(TASK BRIEF): Filter by the string "only": return the lines of the material that contain it.

(EXTRACTED MATERIAL):
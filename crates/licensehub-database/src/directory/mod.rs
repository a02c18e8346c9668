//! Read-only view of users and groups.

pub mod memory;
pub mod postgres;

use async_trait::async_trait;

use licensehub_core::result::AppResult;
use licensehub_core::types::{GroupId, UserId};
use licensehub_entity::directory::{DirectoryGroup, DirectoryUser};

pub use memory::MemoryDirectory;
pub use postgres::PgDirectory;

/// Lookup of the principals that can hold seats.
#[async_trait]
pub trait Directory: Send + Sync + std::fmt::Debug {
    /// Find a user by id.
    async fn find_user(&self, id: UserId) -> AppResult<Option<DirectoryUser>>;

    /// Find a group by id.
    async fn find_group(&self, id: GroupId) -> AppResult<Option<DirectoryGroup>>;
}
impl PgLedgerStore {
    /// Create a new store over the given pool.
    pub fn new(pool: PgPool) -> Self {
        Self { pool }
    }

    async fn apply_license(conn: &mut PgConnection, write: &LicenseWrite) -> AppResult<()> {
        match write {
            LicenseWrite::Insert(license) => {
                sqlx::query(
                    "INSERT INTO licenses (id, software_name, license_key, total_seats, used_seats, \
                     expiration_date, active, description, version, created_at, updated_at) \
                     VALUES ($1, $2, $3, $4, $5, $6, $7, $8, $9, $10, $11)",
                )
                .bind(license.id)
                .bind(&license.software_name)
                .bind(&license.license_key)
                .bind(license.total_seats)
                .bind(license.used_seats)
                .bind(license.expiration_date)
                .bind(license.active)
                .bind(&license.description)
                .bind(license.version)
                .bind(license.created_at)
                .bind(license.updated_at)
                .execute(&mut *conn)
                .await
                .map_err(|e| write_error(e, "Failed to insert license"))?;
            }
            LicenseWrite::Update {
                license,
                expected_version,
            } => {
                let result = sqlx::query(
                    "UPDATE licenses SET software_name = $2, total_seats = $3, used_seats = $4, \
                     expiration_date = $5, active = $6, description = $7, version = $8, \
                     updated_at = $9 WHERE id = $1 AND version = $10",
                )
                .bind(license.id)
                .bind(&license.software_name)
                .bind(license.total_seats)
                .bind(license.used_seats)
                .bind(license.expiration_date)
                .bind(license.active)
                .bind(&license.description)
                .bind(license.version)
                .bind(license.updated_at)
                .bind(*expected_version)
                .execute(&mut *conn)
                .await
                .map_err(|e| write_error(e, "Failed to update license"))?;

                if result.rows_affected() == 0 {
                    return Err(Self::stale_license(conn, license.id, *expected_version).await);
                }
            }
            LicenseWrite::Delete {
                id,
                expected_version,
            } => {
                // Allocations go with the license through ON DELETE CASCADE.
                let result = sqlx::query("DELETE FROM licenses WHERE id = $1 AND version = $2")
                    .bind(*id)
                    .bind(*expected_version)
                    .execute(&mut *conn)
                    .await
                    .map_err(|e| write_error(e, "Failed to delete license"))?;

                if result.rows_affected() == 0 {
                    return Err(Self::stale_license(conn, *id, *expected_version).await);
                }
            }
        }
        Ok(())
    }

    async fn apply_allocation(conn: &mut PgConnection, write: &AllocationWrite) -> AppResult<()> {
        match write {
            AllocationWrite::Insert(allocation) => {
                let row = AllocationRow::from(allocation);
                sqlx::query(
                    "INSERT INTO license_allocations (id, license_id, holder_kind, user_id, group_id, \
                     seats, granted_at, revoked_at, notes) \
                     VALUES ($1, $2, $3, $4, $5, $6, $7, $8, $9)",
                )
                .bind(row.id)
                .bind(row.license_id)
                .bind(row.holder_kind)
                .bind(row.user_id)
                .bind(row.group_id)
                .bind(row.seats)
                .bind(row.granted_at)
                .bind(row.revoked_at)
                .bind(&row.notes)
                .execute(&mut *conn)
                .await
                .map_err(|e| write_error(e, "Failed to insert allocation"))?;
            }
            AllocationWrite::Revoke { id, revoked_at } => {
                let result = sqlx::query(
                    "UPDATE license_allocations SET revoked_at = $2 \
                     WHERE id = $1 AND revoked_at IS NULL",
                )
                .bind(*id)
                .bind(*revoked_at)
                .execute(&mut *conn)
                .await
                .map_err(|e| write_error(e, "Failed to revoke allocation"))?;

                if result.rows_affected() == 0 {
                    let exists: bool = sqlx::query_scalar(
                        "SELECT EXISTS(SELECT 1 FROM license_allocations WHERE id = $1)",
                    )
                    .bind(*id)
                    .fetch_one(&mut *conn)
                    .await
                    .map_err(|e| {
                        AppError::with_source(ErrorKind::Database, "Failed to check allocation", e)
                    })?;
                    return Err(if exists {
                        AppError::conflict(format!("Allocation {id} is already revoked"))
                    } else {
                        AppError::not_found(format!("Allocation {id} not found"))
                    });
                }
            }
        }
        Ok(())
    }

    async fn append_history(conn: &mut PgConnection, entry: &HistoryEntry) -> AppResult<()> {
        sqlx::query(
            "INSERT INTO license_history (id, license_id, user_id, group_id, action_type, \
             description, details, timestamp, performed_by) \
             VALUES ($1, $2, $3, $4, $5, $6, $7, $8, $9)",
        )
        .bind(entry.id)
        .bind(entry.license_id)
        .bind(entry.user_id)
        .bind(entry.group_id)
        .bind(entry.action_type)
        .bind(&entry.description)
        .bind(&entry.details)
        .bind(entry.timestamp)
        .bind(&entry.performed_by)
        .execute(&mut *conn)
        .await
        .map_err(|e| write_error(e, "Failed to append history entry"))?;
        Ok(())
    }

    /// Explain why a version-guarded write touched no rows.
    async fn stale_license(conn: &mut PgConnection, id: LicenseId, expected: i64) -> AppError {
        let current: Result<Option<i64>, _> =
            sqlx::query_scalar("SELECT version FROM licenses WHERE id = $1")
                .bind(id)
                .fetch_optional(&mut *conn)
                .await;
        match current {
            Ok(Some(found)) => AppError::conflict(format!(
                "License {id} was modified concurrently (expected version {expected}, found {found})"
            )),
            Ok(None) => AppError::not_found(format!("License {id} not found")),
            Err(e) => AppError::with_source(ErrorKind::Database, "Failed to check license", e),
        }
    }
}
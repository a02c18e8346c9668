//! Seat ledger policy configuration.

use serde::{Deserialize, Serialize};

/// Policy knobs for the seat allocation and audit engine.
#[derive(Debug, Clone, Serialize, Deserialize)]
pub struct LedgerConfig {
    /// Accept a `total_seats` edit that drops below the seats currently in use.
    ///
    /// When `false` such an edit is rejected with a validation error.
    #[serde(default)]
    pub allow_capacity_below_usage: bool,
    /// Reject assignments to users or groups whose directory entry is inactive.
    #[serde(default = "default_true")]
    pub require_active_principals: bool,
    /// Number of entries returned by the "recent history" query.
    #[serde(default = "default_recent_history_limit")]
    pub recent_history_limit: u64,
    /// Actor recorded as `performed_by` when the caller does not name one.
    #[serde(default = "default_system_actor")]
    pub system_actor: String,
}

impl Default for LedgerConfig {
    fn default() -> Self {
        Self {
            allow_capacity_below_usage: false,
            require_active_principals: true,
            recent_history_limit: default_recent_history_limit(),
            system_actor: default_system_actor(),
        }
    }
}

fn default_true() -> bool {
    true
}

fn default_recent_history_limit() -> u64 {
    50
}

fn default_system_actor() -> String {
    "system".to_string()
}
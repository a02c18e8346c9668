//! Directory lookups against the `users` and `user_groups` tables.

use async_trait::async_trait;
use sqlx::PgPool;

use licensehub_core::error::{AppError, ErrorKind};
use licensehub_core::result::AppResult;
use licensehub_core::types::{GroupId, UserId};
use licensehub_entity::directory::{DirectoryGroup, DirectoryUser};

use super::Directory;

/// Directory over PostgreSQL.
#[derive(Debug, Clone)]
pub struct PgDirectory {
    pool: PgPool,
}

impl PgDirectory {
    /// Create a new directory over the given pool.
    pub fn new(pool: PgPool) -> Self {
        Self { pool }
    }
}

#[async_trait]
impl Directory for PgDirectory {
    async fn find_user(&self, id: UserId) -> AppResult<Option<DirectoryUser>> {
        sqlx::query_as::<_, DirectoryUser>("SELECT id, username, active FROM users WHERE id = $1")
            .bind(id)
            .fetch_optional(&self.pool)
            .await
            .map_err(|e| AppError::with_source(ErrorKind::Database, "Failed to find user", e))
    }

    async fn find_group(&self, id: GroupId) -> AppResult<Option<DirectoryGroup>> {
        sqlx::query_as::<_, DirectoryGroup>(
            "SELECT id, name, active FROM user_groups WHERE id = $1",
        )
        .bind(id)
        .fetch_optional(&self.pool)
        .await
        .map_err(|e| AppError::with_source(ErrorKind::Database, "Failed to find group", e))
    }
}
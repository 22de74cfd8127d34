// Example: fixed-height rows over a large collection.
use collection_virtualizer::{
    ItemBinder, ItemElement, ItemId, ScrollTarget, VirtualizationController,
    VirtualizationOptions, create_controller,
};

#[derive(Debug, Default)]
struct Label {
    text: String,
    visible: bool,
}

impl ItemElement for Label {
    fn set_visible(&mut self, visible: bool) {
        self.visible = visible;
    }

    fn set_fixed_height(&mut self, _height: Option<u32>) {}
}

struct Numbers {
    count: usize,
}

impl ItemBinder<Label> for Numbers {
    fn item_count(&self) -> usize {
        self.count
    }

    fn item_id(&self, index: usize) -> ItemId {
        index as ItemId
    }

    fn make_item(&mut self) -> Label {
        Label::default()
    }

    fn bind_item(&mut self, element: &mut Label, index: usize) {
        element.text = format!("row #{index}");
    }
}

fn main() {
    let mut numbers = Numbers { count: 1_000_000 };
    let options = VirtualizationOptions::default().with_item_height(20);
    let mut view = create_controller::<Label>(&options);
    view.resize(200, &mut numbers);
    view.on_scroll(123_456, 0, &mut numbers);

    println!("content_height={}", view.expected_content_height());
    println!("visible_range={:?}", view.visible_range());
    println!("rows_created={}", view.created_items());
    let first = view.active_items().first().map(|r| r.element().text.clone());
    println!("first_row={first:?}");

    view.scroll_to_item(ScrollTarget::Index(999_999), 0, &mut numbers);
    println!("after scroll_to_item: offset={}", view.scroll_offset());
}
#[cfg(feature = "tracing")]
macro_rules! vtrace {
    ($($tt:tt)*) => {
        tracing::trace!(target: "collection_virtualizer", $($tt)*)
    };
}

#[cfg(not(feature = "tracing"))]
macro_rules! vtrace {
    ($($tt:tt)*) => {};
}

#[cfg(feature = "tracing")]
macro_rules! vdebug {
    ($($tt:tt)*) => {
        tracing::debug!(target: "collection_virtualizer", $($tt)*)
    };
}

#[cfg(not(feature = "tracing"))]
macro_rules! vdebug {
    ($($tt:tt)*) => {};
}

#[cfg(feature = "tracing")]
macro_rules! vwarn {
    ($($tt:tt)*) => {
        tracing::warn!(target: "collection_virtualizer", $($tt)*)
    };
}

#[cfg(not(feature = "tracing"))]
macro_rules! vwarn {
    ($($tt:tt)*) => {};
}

* * *

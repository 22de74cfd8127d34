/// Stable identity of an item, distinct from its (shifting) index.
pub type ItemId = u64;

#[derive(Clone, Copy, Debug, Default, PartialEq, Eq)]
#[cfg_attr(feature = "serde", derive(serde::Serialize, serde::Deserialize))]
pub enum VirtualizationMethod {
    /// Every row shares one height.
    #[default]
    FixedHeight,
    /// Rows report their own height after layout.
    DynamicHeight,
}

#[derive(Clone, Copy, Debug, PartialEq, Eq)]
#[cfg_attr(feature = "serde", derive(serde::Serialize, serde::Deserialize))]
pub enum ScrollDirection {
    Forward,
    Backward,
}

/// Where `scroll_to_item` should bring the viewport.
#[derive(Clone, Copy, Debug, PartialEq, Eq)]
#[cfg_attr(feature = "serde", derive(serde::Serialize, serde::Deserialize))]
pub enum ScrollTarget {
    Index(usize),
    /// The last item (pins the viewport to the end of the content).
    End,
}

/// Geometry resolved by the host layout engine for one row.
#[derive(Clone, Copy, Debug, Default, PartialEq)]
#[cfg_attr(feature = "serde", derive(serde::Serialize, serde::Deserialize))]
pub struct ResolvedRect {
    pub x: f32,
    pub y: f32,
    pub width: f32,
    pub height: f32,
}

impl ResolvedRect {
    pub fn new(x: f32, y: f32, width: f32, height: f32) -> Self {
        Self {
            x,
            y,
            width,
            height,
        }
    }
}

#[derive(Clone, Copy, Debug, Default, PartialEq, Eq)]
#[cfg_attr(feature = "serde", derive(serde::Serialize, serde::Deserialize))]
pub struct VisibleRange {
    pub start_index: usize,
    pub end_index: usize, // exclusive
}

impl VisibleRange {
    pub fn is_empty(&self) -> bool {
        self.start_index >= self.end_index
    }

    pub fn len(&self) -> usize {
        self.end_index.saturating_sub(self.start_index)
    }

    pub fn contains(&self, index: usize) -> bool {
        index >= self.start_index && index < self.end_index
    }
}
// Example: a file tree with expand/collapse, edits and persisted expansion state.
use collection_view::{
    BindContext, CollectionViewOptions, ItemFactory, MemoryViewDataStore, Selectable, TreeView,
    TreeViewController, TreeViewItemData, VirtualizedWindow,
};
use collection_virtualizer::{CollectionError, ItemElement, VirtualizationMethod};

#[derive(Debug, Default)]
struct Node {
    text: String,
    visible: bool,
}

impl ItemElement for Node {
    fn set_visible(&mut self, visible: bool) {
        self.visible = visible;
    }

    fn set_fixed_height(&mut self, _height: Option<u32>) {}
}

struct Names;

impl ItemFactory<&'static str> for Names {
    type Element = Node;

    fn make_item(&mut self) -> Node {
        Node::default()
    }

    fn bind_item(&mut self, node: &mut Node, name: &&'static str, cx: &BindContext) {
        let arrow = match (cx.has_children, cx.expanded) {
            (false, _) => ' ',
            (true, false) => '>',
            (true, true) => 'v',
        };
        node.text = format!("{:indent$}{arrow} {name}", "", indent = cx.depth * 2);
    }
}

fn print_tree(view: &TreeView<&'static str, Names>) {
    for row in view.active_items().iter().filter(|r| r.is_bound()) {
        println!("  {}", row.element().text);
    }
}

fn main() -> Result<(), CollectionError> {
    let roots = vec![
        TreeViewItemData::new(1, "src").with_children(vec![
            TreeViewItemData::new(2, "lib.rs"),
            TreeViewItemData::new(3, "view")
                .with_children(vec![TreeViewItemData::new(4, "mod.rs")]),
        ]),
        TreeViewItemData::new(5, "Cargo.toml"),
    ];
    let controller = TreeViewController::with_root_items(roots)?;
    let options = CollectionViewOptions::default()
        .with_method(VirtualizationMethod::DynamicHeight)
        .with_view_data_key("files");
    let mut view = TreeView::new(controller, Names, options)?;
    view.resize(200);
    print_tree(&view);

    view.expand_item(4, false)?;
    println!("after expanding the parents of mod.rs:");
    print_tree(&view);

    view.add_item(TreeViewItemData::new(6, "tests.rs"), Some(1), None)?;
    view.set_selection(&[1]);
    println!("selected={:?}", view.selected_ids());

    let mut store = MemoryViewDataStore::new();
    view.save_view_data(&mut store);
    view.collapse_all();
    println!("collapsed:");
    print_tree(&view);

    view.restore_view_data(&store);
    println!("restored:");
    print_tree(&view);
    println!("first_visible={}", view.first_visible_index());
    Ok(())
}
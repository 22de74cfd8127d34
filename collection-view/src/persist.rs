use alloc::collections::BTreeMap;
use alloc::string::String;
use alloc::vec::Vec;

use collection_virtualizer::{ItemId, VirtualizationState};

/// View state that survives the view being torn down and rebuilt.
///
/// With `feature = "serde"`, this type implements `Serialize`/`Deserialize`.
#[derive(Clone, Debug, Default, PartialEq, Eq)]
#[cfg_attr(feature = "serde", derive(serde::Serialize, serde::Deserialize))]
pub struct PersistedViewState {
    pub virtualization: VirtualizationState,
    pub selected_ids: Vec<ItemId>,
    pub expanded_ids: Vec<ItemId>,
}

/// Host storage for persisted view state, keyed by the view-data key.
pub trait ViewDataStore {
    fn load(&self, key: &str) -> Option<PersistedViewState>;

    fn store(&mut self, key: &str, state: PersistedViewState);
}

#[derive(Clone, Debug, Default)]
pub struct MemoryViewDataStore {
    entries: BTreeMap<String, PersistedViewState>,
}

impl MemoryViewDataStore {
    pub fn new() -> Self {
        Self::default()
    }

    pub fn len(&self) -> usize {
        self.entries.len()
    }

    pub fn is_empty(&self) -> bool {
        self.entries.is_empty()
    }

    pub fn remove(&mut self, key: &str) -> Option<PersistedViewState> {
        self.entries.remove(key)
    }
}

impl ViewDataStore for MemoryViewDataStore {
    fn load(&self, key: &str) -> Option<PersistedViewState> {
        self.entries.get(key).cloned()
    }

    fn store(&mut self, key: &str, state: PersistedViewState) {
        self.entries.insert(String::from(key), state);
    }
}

--

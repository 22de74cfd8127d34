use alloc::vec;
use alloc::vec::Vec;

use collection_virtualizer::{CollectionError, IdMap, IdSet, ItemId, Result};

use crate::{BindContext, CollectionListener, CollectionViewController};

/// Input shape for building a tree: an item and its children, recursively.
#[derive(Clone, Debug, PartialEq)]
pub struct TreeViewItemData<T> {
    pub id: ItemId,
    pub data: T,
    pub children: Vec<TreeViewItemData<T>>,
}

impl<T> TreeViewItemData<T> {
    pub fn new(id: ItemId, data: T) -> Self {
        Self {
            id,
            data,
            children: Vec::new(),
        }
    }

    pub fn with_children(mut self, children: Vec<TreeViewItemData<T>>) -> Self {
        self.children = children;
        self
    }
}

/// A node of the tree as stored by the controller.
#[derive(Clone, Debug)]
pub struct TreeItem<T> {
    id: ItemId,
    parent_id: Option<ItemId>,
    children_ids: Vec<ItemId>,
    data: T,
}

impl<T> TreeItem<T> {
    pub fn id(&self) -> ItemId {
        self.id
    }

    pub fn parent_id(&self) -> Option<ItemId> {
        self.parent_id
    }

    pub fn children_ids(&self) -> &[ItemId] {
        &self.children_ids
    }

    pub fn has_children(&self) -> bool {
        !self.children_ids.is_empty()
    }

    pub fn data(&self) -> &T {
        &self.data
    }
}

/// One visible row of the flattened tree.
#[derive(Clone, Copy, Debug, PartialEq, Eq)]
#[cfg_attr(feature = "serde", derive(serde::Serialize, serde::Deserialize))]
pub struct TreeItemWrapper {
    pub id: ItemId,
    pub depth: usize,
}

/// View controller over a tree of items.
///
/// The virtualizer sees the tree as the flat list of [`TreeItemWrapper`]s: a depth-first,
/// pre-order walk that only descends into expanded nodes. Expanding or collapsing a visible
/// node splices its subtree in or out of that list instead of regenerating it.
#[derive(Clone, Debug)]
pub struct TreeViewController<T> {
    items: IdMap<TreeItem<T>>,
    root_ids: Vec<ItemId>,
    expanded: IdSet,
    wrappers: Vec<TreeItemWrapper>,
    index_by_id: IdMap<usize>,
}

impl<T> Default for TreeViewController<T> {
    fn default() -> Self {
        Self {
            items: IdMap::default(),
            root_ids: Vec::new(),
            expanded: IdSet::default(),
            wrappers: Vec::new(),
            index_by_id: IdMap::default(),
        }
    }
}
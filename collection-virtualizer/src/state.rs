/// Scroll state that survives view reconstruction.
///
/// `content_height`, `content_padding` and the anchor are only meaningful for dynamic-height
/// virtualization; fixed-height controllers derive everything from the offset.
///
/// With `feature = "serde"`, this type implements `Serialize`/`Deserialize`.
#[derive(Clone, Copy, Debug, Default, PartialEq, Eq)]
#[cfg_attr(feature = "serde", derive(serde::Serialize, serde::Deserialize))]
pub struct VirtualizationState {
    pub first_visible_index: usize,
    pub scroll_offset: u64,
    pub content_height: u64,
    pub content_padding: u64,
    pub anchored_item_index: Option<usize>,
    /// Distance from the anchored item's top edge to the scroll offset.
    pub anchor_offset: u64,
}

(THE ANSWER):
//! Read-only view of users and groups.
/// pre-order walk that only descends into expanded nodes. Expanding or collapsing a visible
/// `content_height`, `content_padding` and the anchor are only meaningful for dynamic-height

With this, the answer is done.